Most seizures are not dangerous. They are usually short and cause no long-term problems. But sometimes a seizure won’t stop on its own within several minutes. These seizures, particularly if the entire body is involved (a generalized tonic-clonic or "grand mal" seizure), require prompt medical attention. When a generalized seizure lasts more than three to five minutes, 911 should be called so that more aggressive treatment can be given by the paramedics or when the patient arrives at the nearest emergency room.
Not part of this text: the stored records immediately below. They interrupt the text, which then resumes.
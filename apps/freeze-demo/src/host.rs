use std::collections::HashSet;

use freeze_core::{BlendParams, CaptureFailure, FrameRenderer, FrameSize, SourceControl, TargetQuery};
use log::{debug, trace};

/// Stand-in for an offscreen render target.
#[derive(Debug)]
pub struct VirtualFrame {
    pub id: u64,
    pub size: FrameSize,
    /// Host frame index the content was rendered at.
    pub rendered_at: u64,
}

#[derive(Debug, Default, Clone, Copy)]
pub struct HostStats {
    pub allocated: u64,
    pub recycled: u64,
    pub released: u64,
    pub frozen_draws: u64,
    pub pass_through: u64,
}

/// Headless host: a source that is either frozen or live, and a target of some size.
pub struct VirtualHost {
    pub enabled: bool,
    pub target: Option<FrameSize>,
    pub frame_index: u64,
    pub stats: HostStats,

    live: HashSet<u64>,
    next_id: u64,
}

impl VirtualHost {
    pub fn new(target: FrameSize) -> Self {
        Self {
            enabled: false,
            target: Some(target),
            frame_index: 0,
            stats: HostStats::default(),
            live: HashSet::new(),
            next_id: 1,
        }
    }

    #[inline]
    pub fn live_frames(&self) -> usize {
        self.live.len()
    }
}

impl FrameRenderer for VirtualHost {
    type Handle = VirtualFrame;

    fn capture_frame(
        &mut self,
        size: FrameSize,
        reuse: Option<VirtualFrame>,
    ) -> Result<VirtualFrame, CaptureFailure<VirtualFrame>> {
        let frame = match reuse {
            Some(mut frame) if frame.size == size => {
                self.stats.recycled += 1;
                frame.rendered_at = self.frame_index;
                frame
            }
            Some(frame) => {
                return Err(CaptureFailure::new(
                    Some(frame),
                    format!("recycled target has the wrong size {}x{}", size.width, size.height),
                ))
            }
            None => {
                let id = self.next_id;
                self.next_id += 1;
                self.live.insert(id);
                self.stats.allocated += 1;
                VirtualFrame {
                    id,
                    size,
                    rendered_at: self.frame_index,
                }
            }
        };

        trace!(target: "demo", "host.capture id={} at={}", frame.id, frame.rendered_at);
        Ok(frame)
    }

    fn release_frame(&mut self, handle: VirtualFrame) {
        debug!(target: "demo", "host.release id={}", handle.id);
        self.live.remove(&handle.id);
        self.stats.released += 1;
    }

    fn draw_frame(&mut self, handle: &VirtualFrame, params: &BlendParams) {
        self.stats.frozen_draws += 1;
        trace!(
            target: "demo",
            "host.draw id={} from={} opacity={:.2} feathering={:.3}",
            handle.id,
            handle.rendered_at,
            params.opacity,
            params.feathering
        );
    }

    fn skip_to_pass_through(&mut self) {
        self.stats.pass_through += 1;
    }
}

impl TargetQuery for VirtualHost {
    fn target_size(&self) -> Option<FrameSize> {
        self.target
    }
}

impl SourceControl for VirtualHost {
    fn is_enabled(&self) -> bool {
        self.enabled
    }

    fn set_enabled(&mut self, enabled: bool) {
        self.enabled = enabled;
    }
}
In some cases medication is given to caretakers ahead of time so that if a seizure does last longer than several minutes, something can be given at home before paramedics arrive. Diazepam (Valium or Diastat) can be given rectally, through a feeding tube or even in the nose while a person is seizing. This is often enough to stop the seizure. Even if diazepam stops the seizure, though, a health care provider should be contacted to discuss whether further evaluation or treatment should be undertaken.
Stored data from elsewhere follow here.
mod host;
mod script;

use std::time::Duration;

use anyhow::{bail, Context, Result};
use freeze_core::{FreezeEngine, FreezeSettings, FrameSize, HotkeyEvent};
use log::{info, warn};

use crate::host::VirtualHost;
use crate::script::{default_script, Cue};

const FRAME_DT: Duration = Duration::from_micros(33_333);
const TOTAL_FRAMES: u64 = 360;
/// Renders per frame period; later ones must not capture again.
const RENDERS_PER_FRAME: usize = 2;

fn main() -> Result<()> {
    let _ = env_logger::builder().is_test(false).try_init();

    let path = std::env::args().nth(1).unwrap_or_else(|| "freeze.toml".to_string());
    let settings = FreezeSettings::load_or_default(&path)
        .with_context(|| format!("loading settings from {path}"))?;
    info!(target: "demo", "settings path='{}' frames={} mode={:?}", path, settings.frames, settings.freeze_mode);

    let mut engine: FreezeEngine<host::VirtualFrame> = FreezeEngine::from_settings(&settings);
    let cfg = engine.config();
    info!(
        target: "demo",
        "engine capacity={} fade_ms={} duration_cap_ms={}",
        cfg.capacity,
        cfg.fade_duration.as_millis(),
        cfg.duration_cap.as_millis()
    );
    let mut host = VirtualHost::new(FrameSize::new(1920, 1080));
    let mut script = default_script().into_iter().peekable();

    for frame in 0..TOTAL_FRAMES {
        host.frame_index = frame;

        while let Some((_, cue)) = script.next_if(|(at, _)| *at == frame) {
            info!(target: "demo", "cue frame={} {:?}", frame, cue);
            match cue {
                Cue::Lifecycle(event) => engine.on_lifecycle(event, &mut host),
                Cue::Hotkey(name) => match HotkeyEvent::from_name(name) {
                    Some(event) => {
                        let handled = engine.on_hotkey(event, true, &mut host);
                        engine.on_hotkey(event, false, &mut host);
                        info!(target: "demo", "hotkey name={} handled={}", event.name(), handled);
                    }
                    None => warn!(target: "demo", "hotkey.unknown name={}", name),
                },
                Cue::Resize(size) => host.target = Some(size),
                Cue::DropTarget => host.target = None,
            }
        }

        engine.tick(FRAME_DT, &mut host);
        if host.enabled {
            for _ in 0..RENDERS_PER_FRAME {
                engine.render(&mut host);
            }
        }

        if frame % 30 == 0 {
            let s = engine.snapshot();
            info!(
                target: "demo",
                "frame={} enabled={} loaded={} buffered={} current={} fading={} opacity={:.2}",
                frame,
                host.enabled,
                s.frames_loaded,
                s.buffered,
                s.current_frame,
                s.fading,
                s.opacity
            );
        }
    }

    engine.teardown(&mut host);

    let stats = host.stats;
    info!(
        target: "demo",
        "done allocated={} recycled={} released={} frozen_draws={} pass_through={}",
        stats.allocated,
        stats.recycled,
        stats.released,
        stats.frozen_draws,
        stats.pass_through
    );

    if host.live_frames() != 0 {
        bail!("{} frames leaked after teardown", host.live_frames());
    }
    Ok(())
}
For any seizure, common sense is in order. The patient should be in a safe position, preferably laying down with his/her head turned to the side (this is for the rare instance when the patient vomits and is to keep it from going back down into the lungs). Note is made of the duration of the seizure and exactly what the person is doing—particularly at the onset—to help medical care personnel decide on the best treatment. This is usually all that needs to be done. During a seizure patients often have labored breathing. Only if a patient stops breathing would artificial respiration need to be done. Never put anything like a spoon into the person’s mouth. Once the seizure goes beyond three to five minutes an ambulance should be called.

Conclusion

Seizures are common, affecting all types of people of all ages. They are more often seen in patients with developmental disabilities. Fortunately most seizures are not harmful and do not require immediate treatment. Knowing which seizures do require immediate attention is an important part of epilepsy care and can avoid unnecessary trips to the emergency room. Planning ahead for a seizure can be helpful, such as writing out instructions for all caretakers in the event of a seizure or discussing a plan of action with the patient’s physician. In some cases this will include instructions on how to give rectal or intranasal medication for prolonged seizures. Because epilepsy is common, much research is being done to help develop more effective and safer treatments for people with seizures.

Questions to Ask the Doctor

1. 

What is causing the seizure?

2.

How can we decrease the chance of a seizures occuring?

3.

What should we do if a seizure occurs?

4.

When should we stop any medication you prescribe and call you?

5.

Are there symptoms that you would want to know about (when should we worry)?